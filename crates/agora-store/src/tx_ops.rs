use agora_core::event::Event;
use agora_core::{ShortEventId, Timestamp, TopicId};
use itertools::Itertools as _;

use crate::{
    Database, DbResult, QueryFilter, events, events_by_time, events_heads, events_missing,
    events_pending,
};

impl Database {
    pub fn has_event_tx(
        topic: TopicId,
        event_id: ShortEventId,
        events_table: &impl events::ReadableTable,
        events_pending_table: &impl events_pending::ReadableTable,
    ) -> DbResult<bool> {
        Ok(events_table.get(&(topic, event_id))?.is_some()
            || events_pending_table.get(&(topic, event_id))?.is_some())
    }

    pub fn get_event_tx(
        topic: TopicId,
        event_id: ShortEventId,
        events_table: &impl events::ReadableTable,
        events_pending_table: &impl events_pending::ReadableTable,
    ) -> DbResult<Option<Event>> {
        if let Some(record) = events_table.get(&(topic, event_id))? {
            return Ok(Some(record.value().event));
        }
        Ok(events_pending_table
            .get(&(topic, event_id))?
            .map(|g| g.value().event))
    }

    pub fn get_heads_tx(
        topic: TopicId,
        events_heads_table: &impl events_heads::ReadableTable,
    ) -> DbResult<Vec<ShortEventId>> {
        Ok(events_heads_table
            .range((topic, ShortEventId::ZERO)..=(topic, ShortEventId::MAX))?
            .map_ok(|(k, _)| k.value().1)
            .collect::<Result<_, _>>()?)
    }

    pub fn get_missing_events_tx(
        topic: TopicId,
        events_missing_table: &impl events_missing::ReadableTable,
        events_pending_table: &impl events_pending::ReadableTable,
    ) -> DbResult<Vec<ShortEventId>> {
        let referenced: Vec<ShortEventId> = events_missing_table
            .range(
                (topic, ShortEventId::ZERO, ShortEventId::ZERO)
                    ..=(topic, ShortEventId::MAX, ShortEventId::MAX),
            )?
            .map_ok(|(k, _)| k.value().1)
            .collect::<Result<_, _>>()?;

        // The index also lists parents whose bytes are already here but
        // pending themselves; those need no fetch of their own.
        let mut missing = Vec::with_capacity(referenced.len());
        for id in referenced.into_iter().dedup() {
            if events_pending_table.get(&(topic, id))?.is_none() {
                missing.push(id);
            }
        }
        Ok(missing)
    }

    /// Ordered query over committed envelopes.
    ///
    /// The `events_by_time` index yields timestamp order; runs of equal
    /// timestamps are sorted by `(payload, id)` so the result is a total
    /// order derived from envelope content alone.
    pub fn query_events_tx(
        topic: TopicId,
        filter: &QueryFilter,
        events_by_time_table: &impl events_by_time::ReadableTable,
        events_table: &impl events::ReadableTable,
    ) -> DbResult<Vec<Event>> {
        let since = filter.since.unwrap_or(Timestamp::ZERO);
        let until = filter.until.unwrap_or(Timestamp::MAX);

        let mut ordered: Vec<(ShortEventId, Event)> = vec![];
        let mut run_start = 0;
        let mut run_ts: Option<Timestamp> = None;

        for res in events_by_time_table
            .range((topic, since, ShortEventId::ZERO)..=(topic, until, ShortEventId::MAX))?
        {
            let (k, _) = res?;
            let (_, timestamp, event_id) = k.value();

            let Some(record) = events_table.get(&(topic, event_id))? else {
                // Index entries are written in the same transaction as the
                // event record, so this cannot happen.
                continue;
            };

            if run_ts != Some(timestamp) {
                Self::sort_equal_timestamp_run(&mut ordered[run_start..]);
                run_start = ordered.len();
                run_ts = Some(timestamp);
            }
            ordered.push((event_id, record.value().event));
        }
        Self::sort_equal_timestamp_run(&mut ordered[run_start..]);

        if let Some(limit) = filter.limit {
            ordered.truncate(limit);
        }

        Ok(ordered.into_iter().map(|(_, event)| event).collect())
    }

    fn sort_equal_timestamp_run(run: &mut [(ShortEventId, Event)]) {
        run.sort_unstable_by(|(a_id, a), (b_id, b)| {
            a.payload.cmp(&b.payload).then(a_id.cmp(b_id))
        });
    }

    pub(crate) fn max_pending_order_tx(
        events_pending_table: &impl events_pending::ReadableTable,
    ) -> DbResult<Option<u64>> {
        Ok(events_pending_table
            .range(
                (TopicId::ZERO, ShortEventId::ZERO)..=(TopicId::MAX, ShortEventId::MAX),
            )?
            .map_ok(|(_, v)| v.value().order)
            .process_results(|iter| iter.max())?)
    }
}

^^^^^^^^

### What you should do
Within the data above, the lines from the one with "runs of equal" to the one with "run_start = ordered.len();" must be repeated exactly; no other line belongs in the answer.

### Exercise solution
    /// The `events_by_time` index yields timestamp order; runs of equal
    /// timestamps are sorted by `(payload, id)` so the result is a total
    /// order derived from envelope content alone.
    pub fn query_events_tx(
        topic: TopicId,
        filter: &QueryFilter,
        events_by_time_table: &impl events_by_time::ReadableTable,
        events_table: &impl events::ReadableTable,
    ) -> DbResult<Vec<Event>> {
        let since = filter.since.unwrap_or(Timestamp::ZERO);
        let until = filter.until.unwrap_or(Timestamp::MAX);

        let mut ordered: Vec<(ShortEventId, Event)> = vec![];
        let mut run_start = 0;
        let mut run_ts: Option<Timestamp> = None;

        for res in events_by_time_table
            .range((topic, since, ShortEventId::ZERO)..=(topic, until, ShortEventId::MAX))?
        {
            let (k, _) = res?;
            let (_, timestamp, event_id) = k.value();

            let Some(record) = events_table.get(&(topic, event_id))? else {
                // Index entries are written in the same transaction as the
                // event record, so this cannot happen.
                continue;
            };

            if run_ts != Some(timestamp) {
                Self::sort_equal_timestamp_run(&mut ordered[run_start..]);
                run_start = ordered.len();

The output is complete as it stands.